Problem description ->
Your job is to return every line in the data holding the string "ProgressSink".

(Entries provided begins)

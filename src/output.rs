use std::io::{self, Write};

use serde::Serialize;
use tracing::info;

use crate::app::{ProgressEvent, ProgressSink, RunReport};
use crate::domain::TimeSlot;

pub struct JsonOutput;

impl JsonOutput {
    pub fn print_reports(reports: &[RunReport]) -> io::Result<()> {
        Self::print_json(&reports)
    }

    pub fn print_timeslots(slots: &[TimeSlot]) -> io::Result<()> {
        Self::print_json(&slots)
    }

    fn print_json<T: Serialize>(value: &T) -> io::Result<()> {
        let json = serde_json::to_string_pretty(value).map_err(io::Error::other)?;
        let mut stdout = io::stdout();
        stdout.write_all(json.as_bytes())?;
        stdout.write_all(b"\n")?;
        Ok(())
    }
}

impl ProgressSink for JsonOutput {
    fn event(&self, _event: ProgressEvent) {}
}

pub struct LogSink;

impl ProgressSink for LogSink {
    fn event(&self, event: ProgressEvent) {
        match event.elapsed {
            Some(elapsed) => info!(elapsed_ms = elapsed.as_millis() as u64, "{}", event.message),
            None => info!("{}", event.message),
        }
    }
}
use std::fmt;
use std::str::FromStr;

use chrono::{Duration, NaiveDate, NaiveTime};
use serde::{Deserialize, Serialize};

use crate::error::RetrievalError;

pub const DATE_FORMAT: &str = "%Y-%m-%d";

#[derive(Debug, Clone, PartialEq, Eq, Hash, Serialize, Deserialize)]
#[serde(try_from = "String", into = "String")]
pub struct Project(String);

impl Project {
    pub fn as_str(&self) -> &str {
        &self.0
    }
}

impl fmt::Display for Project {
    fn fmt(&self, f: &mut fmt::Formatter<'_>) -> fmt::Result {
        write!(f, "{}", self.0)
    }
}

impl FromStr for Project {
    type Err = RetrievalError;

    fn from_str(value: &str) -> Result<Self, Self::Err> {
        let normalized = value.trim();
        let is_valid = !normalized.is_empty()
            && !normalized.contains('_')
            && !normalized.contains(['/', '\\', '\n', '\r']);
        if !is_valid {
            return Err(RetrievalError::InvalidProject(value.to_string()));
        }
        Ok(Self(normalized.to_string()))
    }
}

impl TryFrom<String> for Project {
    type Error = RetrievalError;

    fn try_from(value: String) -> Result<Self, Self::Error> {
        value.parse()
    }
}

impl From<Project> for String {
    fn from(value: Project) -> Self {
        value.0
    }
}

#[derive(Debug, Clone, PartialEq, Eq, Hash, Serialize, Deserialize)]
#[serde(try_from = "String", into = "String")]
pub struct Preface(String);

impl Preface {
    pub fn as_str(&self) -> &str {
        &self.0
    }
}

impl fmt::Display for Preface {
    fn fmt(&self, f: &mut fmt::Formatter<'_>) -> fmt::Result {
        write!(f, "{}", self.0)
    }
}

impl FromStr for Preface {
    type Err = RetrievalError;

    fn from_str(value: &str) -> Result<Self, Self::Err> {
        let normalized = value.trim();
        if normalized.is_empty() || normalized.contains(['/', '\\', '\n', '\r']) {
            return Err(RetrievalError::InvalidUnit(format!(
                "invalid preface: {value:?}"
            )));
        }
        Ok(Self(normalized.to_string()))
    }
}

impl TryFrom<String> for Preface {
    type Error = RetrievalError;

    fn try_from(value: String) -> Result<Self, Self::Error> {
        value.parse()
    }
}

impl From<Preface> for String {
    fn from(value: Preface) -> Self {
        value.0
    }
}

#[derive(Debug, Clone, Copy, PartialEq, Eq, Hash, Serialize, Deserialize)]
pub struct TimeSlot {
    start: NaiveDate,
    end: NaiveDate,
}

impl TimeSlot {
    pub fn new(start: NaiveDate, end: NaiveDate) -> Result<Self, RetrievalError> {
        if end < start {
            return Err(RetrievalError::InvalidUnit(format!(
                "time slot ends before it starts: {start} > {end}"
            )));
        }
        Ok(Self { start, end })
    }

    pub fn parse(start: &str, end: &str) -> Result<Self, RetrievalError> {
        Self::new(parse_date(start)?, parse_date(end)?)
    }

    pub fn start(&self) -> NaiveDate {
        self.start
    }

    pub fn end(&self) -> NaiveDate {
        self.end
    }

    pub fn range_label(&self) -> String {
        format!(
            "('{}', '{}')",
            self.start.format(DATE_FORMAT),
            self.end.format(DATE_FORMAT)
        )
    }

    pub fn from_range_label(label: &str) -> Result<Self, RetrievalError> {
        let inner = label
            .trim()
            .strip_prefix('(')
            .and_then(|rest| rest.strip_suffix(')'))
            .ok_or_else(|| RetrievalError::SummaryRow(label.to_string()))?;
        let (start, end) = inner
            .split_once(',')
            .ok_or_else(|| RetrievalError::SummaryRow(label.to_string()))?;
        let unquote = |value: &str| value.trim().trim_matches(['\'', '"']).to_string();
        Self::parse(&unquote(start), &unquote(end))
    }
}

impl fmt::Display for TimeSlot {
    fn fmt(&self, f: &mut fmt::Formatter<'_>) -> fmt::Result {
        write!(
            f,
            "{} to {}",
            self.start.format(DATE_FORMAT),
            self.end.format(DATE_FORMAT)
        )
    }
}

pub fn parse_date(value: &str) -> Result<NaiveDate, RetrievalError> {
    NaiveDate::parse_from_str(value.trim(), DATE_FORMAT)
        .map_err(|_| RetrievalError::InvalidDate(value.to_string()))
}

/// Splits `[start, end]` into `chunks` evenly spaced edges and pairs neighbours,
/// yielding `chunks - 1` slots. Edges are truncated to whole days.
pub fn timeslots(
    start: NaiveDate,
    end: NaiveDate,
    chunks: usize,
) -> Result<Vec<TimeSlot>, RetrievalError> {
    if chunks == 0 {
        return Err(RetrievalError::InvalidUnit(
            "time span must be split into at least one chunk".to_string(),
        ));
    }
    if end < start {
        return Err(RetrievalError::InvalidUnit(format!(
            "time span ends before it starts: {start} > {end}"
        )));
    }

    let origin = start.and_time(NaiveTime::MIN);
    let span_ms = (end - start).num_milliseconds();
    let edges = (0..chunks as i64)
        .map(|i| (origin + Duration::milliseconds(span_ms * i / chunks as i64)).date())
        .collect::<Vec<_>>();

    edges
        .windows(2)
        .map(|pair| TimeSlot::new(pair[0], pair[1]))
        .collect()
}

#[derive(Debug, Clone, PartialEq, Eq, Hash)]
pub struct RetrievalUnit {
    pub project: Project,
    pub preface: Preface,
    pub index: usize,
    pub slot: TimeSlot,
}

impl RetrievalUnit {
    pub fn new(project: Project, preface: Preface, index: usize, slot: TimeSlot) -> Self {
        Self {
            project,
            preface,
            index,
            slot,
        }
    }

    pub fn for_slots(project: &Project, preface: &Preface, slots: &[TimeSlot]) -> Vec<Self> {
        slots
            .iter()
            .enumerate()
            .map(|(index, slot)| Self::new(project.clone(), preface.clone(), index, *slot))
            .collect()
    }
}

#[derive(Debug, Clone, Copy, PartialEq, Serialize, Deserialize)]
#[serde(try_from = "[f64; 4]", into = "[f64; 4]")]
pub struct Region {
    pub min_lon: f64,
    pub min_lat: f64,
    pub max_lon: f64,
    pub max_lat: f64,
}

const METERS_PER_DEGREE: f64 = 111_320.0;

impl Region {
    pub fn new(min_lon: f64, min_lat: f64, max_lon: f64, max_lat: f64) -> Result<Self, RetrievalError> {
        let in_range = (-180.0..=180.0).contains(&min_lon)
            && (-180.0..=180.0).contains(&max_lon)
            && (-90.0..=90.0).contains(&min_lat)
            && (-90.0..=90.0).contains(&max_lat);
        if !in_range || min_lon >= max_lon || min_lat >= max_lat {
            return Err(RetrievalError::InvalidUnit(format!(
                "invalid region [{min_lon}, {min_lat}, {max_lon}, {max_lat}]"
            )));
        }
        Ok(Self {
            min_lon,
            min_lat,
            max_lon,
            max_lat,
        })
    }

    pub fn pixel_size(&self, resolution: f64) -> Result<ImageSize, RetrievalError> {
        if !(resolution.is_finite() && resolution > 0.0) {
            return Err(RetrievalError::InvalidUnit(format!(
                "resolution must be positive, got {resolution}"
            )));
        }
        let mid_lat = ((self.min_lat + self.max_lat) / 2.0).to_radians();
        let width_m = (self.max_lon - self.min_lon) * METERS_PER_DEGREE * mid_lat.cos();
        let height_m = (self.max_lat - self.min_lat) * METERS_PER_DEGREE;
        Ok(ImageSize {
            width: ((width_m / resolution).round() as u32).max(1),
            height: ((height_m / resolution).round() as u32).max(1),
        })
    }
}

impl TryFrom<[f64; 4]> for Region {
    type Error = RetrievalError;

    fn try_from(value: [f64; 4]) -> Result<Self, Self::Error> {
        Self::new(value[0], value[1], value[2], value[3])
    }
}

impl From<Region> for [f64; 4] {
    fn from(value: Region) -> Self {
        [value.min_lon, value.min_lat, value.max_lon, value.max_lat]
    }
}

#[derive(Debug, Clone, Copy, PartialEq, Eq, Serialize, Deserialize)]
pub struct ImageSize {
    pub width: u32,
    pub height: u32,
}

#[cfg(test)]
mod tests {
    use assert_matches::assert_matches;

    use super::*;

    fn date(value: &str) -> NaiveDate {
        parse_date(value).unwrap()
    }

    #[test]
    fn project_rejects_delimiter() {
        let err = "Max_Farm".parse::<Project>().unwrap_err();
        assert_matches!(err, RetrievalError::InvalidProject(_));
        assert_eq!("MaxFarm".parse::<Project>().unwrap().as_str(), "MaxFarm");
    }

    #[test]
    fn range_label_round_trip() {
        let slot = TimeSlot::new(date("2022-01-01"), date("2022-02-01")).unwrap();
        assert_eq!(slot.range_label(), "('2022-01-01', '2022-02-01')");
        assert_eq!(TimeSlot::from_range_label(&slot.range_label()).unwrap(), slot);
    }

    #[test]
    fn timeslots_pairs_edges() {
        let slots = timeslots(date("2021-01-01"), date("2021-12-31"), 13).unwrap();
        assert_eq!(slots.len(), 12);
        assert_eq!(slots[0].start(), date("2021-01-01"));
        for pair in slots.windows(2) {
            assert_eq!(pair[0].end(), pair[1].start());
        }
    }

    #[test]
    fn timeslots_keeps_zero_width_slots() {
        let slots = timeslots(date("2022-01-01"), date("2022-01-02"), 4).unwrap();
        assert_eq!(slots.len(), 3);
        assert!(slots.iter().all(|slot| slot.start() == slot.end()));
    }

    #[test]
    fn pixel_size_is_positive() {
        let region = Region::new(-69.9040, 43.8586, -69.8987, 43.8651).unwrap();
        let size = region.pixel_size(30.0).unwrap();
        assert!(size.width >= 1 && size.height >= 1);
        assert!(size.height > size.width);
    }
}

(Entries provided ends)

Output for this exercise ->
use crate::app::{ProgressEvent, ProgressSink, RunReport};
impl ProgressSink for JsonOutput {
impl ProgressSink for LogSink {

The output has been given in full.